DNA from hair is located in the follicle at the base of the head. For hair to contain DNA it has to be pulled from the scalp.
So, cut hair wouldn't have DNA, thus avoiding incrimination.
@Slayer1022, this. Not a valid question, the girl needs dna science explained to her.
@Slayer1022, what about mitochondrial DNA
@Lonely Monkey Fart, see my comment below
@Dragoon0106, don't tell me how to live my life! Y'all don't know me!
@Lonely Monkey Fart, ok don’t!
@Dragoon0106, there you go again! Now I'm confused as to what I'm supposed to do now! My life has become a paradox
@Lonely Monkey Fart, you’re honestly just stuck forever now in an endless loop of inaction.
@Dragoon0106, that doesn't actually seem that bad.

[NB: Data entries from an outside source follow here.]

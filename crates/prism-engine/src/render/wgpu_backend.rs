use std::path::PathBuf;

use winit::dpi::PhysicalSize;

use crate::asset::MaterialImages;
use crate::batch::{Batch, PackedGeometry};
use crate::device::surface::status_for;
use crate::device::{
    BufferError, ClearValues, DeviceError, DeviceState, DeviceStatus, Gpu, GpuFrame,
    GraphicsBackend,
};

use super::buffers::StaticGeometry;
use super::camera::FrameConstants;
use super::materials::{material_bind_group_layout, material_sampler, upload_materials};
use super::shader::{PipelineSetup, ShaderError, ShaderProgram, TechniqueDesc};
use super::targets::RenderTargets;

/// [`GraphicsBackend`] on top of wgpu.
///
/// A scene is one wgpu render pass. Technique passes switch pipelines inside
/// it, so pass boundaries cost a pipeline change rather than a new attachment
/// load/store.
pub struct WgpuBackend {
    gpu: Gpu,
    shader_path: PathBuf,

    pipeline_layout: wgpu::PipelineLayout,
    material_layout: wgpu::BindGroupLayout,
    sampler: wgpu::Sampler,
    frame_buffer: wgpu::Buffer,
    frame_group: wgpu::BindGroup,

    program: ShaderProgram,
    targets: RenderTargets,
    materials: Vec<wgpu::BindGroup>,

    frame: Option<GpuFrame>,
    pass: Option<wgpu::RenderPass<'static>>,
    last_constants: Option<FrameConstants>,
    bound_material: Option<usize>,
    needs_reconfigure: bool,
    fatal: Option<String>,
}

impl WgpuBackend {
    /// Builds layouts, targets and the initial shader program.
    ///
    /// A shader that fails to compile here is a setup error; later reloads
    /// only log.
    pub fn new(gpu: Gpu, shader_path: impl Into<PathBuf>) -> Result<Self, ShaderError> {
        let shader_path = shader_path.into();
        let device = gpu.device();

        let frame_layout = frame_bind_group_layout(device);
        let material_layout = material_bind_group_layout(device);
        let pipeline_layout = scene_pipeline_layout(device, &frame_layout, &material_layout);

        let frame_buffer = device.create_buffer(&wgpu::BufferDescriptor {
            label: Some("prism frame constants"),
            size: FrameConstants::SIZE,
            usage: wgpu::BufferUsages::UNIFORM | wgpu::BufferUsages::COPY_DST,
            mapped_at_creation: false,
        });
        let frame_group = device.create_bind_group(&wgpu::BindGroupDescriptor {
            label: Some("prism frame bind group"),
            layout: &frame_layout,
            entries: &[wgpu::BindGroupEntry {
                binding: 0,
                resource: frame_buffer.as_entire_binding(),
            }],
        });

        let sampler = material_sampler(device);
        let targets = RenderTargets::new(device, gpu.params(), gpu.size());
        let program = ShaderProgram::load(
            device,
            &shader_path,
            &pipeline_setup(&gpu, &pipeline_layout),
        )?;

        Ok(Self {
            gpu,
            shader_path,
            pipeline_layout,
            material_layout,
            sampler,
            frame_buffer,
            frame_group,
            program,
            targets,
            materials: Vec::new(),
            frame: None,
            pass: None,
            last_constants: None,
            bound_material: None,
            needs_reconfigure: false,
            fatal: None,
        })
    }

    pub fn gpu(&self) -> &Gpu {
        &self.gpu
    }

    /// Records a new drawable size. The next status query reports the device
    /// as needing a reset so targets are rebuilt at the new size.
    pub fn resize(&mut self, size: PhysicalSize<u32>) {
        if size != self.gpu.size() {
            self.gpu.resize(size);
            self.needs_reconfigure = true;
        }
    }

    /// Message passed to the last fatal notification, if any.
    pub fn fatal_message(&self) -> Option<&str> {
        self.fatal.as_deref()
    }

    fn release_frame(&mut self) {
        self.pass = None;
        self.frame = None;
        self.last_constants = None;
        self.bound_material = None;
    }
}

/// Layout of the per-frame constants uniform.
pub(crate) fn frame_bind_group_layout(device: &wgpu::Device) -> wgpu::BindGroupLayout {
    device.create_bind_group_layout(&wgpu::BindGroupLayoutDescriptor {
        label: Some("prism frame bgl"),
        entries: &[wgpu::BindGroupLayoutEntry {
            binding: 0,
            visibility: wgpu::ShaderStages::VERTEX | wgpu::ShaderStages::FRAGMENT,
            ty: wgpu::BindingType::Buffer {
                ty: wgpu::BufferBindingType::Uniform,
                has_dynamic_offset: false,
                min_binding_size: wgpu::BufferSize::new(FrameConstants::SIZE),
            },
            count: None,
        }],
    })
}

pub(crate) fn scene_pipeline_layout(
    device: &wgpu::Device,
    frame_layout: &wgpu::BindGroupLayout,
    material_layout: &wgpu::BindGroupLayout,
) -> wgpu::PipelineLayout {
    device.create_pipeline_layout(&wgpu::PipelineLayoutDescriptor {
        label: Some("prism pipeline layout"),
        bind_group_layouts: &[frame_layout, material_layout],
        immediate_size: 0,
    })
}

fn pipeline_setup<'a>(gpu: &Gpu, layout: &'a wgpu::PipelineLayout) -> PipelineSetup<'a> {
    let params = gpu.params();
    PipelineSetup {
        layout,
        color_format: params.surface_format,
        depth_format: params.depth_format,
        sample_count: params.sample_count,
    }
}

impl GraphicsBackend for WgpuBackend {
    type StaticBuffers = StaticGeometry;

    fn create_static_buffers(
        &mut self,
        packed: &PackedGeometry,
    ) -> Result<StaticGeometry, BufferError> {
        if self.gpu.driver_faulted() {
            return Err(BufferError::DeviceUnavailable);
        }
        StaticGeometry::upload(self.gpu.device(), packed)
    }

    fn upload_materials(&mut self, materials: &[MaterialImages]) -> Result<(), BufferError> {
        if self.gpu.driver_faulted() {
            return Err(BufferError::DeviceUnavailable);
        }
        self.materials = upload_materials(
            self.gpu.device(),
            self.gpu.queue(),
            &self.material_layout,
            &self.sampler,
            materials,
        )?;
        Ok(())
    }

    fn check_status(&mut self) -> DeviceStatus {
        self.release_frame();

        if self.gpu.driver_faulted() {
            return DeviceStatus::DriverInternalError;
        }
        if !self.gpu.has_drawable_size() {
            return DeviceStatus::Lost;
        }
        if self.needs_reconfigure {
            return DeviceStatus::NotReset;
        }

        match self.gpu.acquire_frame() {
            Ok(frame) => {
                self.frame = Some(frame);
                DeviceStatus::Ok
            }
            Err(e) => {
                log::debug!("frame acquisition failed: {e}");
                status_for(&e)
            }
        }
    }

    fn on_device_lost(&mut self) {
        self.release_frame();
    }

    fn on_device_available(&mut self) -> Result<(), DeviceError> {
        self.release_frame();
        self.gpu.reset()?;
        self.targets = RenderTargets::new(self.gpu.device(), self.gpu.params(), self.gpu.size());
        self.needs_reconfigure = false;
        log::debug!(
            "rebuilt render targets at {}x{}",
            self.gpu.size().width,
            self.gpu.size().height
        );
        Ok(())
    }

    fn notify_fatal(&mut self, message: &str) {
        self.release_frame();
        log::error!("fatal graphics error: {message}");
        self.gpu.window().set_title(&format!("prism: fatal error: {message}"));
        self.fatal = Some(message.to_string());
    }

    fn on_state_changed(&mut self, _from: DeviceState, to: DeviceState) {
        if to == DeviceState::Operational {
            self.gpu.window().request_redraw();
        }
    }

    fn techniques(&self) -> &[TechniqueDesc] {
        self.program.techniques()
    }

    fn recompile_shader(&mut self) -> Result<(), ShaderError> {
        let program = ShaderProgram::load(
            self.gpu.device(),
            &self.shader_path,
            &pipeline_setup(&self.gpu, &self.pipeline_layout),
        )?;
        self.program = program;
        Ok(())
    }

    fn begin_scene(&mut self, clear: &ClearValues) {
        let Some(frame) = self.frame.as_mut() else {
            log::warn!("begin_scene without an acquired frame");
            return;
        };

        let (view, resolve_target) = match self.targets.msaa() {
            Some(msaa) => (msaa, Some(&frame.view)),
            None => (&frame.view, None),
        };

        let pass = frame.encoder.begin_render_pass(&wgpu::RenderPassDescriptor {
            label: Some("prism scene pass"),
            color_attachments: &[Some(wgpu::RenderPassColorAttachment {
                view,
                resolve_target,
                ops: wgpu::Operations {
                    load: wgpu::LoadOp::Clear(clear.color),
                    store: if resolve_target.is_some() {
                        wgpu::StoreOp::Discard
                    } else {
                        wgpu::StoreOp::Store
                    },
                },
                depth_slice: None,
            })],
            depth_stencil_attachment: Some(wgpu::RenderPassDepthStencilAttachment {
                view: self.targets.depth(),
                depth_ops: Some(wgpu::Operations {
                    load: wgpu::LoadOp::Clear(clear.depth),
                    store: wgpu::StoreOp::Store,
                }),
                stencil_ops: self.targets.has_stencil().then_some(wgpu::Operations {
                    load: wgpu::LoadOp::Clear(clear.stencil),
                    store: wgpu::StoreOp::Store,
                }),
            }),
            timestamp_writes: None,
            occlusion_query_set: None,
            multiview_mask: None,
        });

        self.pass = Some(pass.forget_lifetime());
    }

    fn bind_static_buffers(&mut self, buffers: &StaticGeometry) {
        let Some(pass) = self.pass.as_mut() else { return };
        pass.set_vertex_buffer(0, buffers.vertex().slice(..));
        pass.set_index_buffer(buffers.index().slice(..), wgpu::IndexFormat::Uint32);
        pass.set_bind_group(0, &self.frame_group, &[]);
    }

    fn begin_pass(&mut self, technique: usize, pass_index: usize) {
        let Some(pass) = self.pass.as_mut() else { return };
        match self.program.pipeline(technique, pass_index) {
            Some(pipeline) => pass.set_pipeline(pipeline),
            None => log::warn!("no pipeline for technique {technique} pass {pass_index}"),
        }
    }

    fn set_frame_constants(&mut self, constants: &FrameConstants) {
        if self.last_constants.as_ref() == Some(constants) {
            return;
        }
        self.gpu
            .queue()
            .write_buffer(&self.frame_buffer, 0, bytemuck::bytes_of(constants));
        self.last_constants = Some(*constants);
    }

    fn bind_material(&mut self, material_index: usize) {
        if self.bound_material == Some(material_index) {
            return;
        }
        let Some(pass) = self.pass.as_mut() else { return };
        let Some(group) = self.materials.get(material_index) else {
            log::warn!("material {material_index} has no bind group");
            return;
        };
        pass.set_bind_group(1, group, &[]);
        self.bound_material = Some(material_index);
    }

    fn draw_indexed(&mut self, batch: &Batch) {
        let Some(pass) = self.pass.as_mut() else { return };
        pass.draw_indexed(batch.index_range(), 0, 0..1);
    }

    // Passes are pipeline switches inside the single scene render pass.
    fn end_pass(&mut self) {}

    fn end_scene(&mut self) {
        self.pass = None;
    }

    fn present(&mut self) {
        self.pass = None;
        if let Some(frame) = self.frame.take() {
            self.gpu.submit(frame);
        }
    }
}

The most reliable method of hair testing depends on the follicle. Most hair that detaches from a person naturally includes the follicle. Donated hair that is attached to the person artificially will not. This limits the testing to mtDNA testing (from the shaft), and it will be easy to compare with other (natural) DNA samples and determine that it was a totally different person.
I don’t think the donor would need to worry.
@Dragoon0106, the more you know
Don't donate to Locks of Love they charge for the wigs they make, donate to Wigs for Kids
@jdeaux, i mean... Is it excessively expensive? If not i can acceptvcharging a bit to cover the costs of running a charity-like organization
She may be 12, but she raises a valid concern.
Honesty, that's a thinker.
Short answer: no
Long answer: Refer to Slayer’s and Dragoon’s comments
That's a valid question.
Wtef ? Why are you folks giving answer to that post?
Without the DNA from the hair follicle (which would not be found in the cut off length donated), forensic analysts would rely on microscopic similarity comparisons. The hair in evidence will be matched, but such data cannot be filed for comparison the way DNA and fingerprints are.
I.. I need to know the answer. For mu- Science!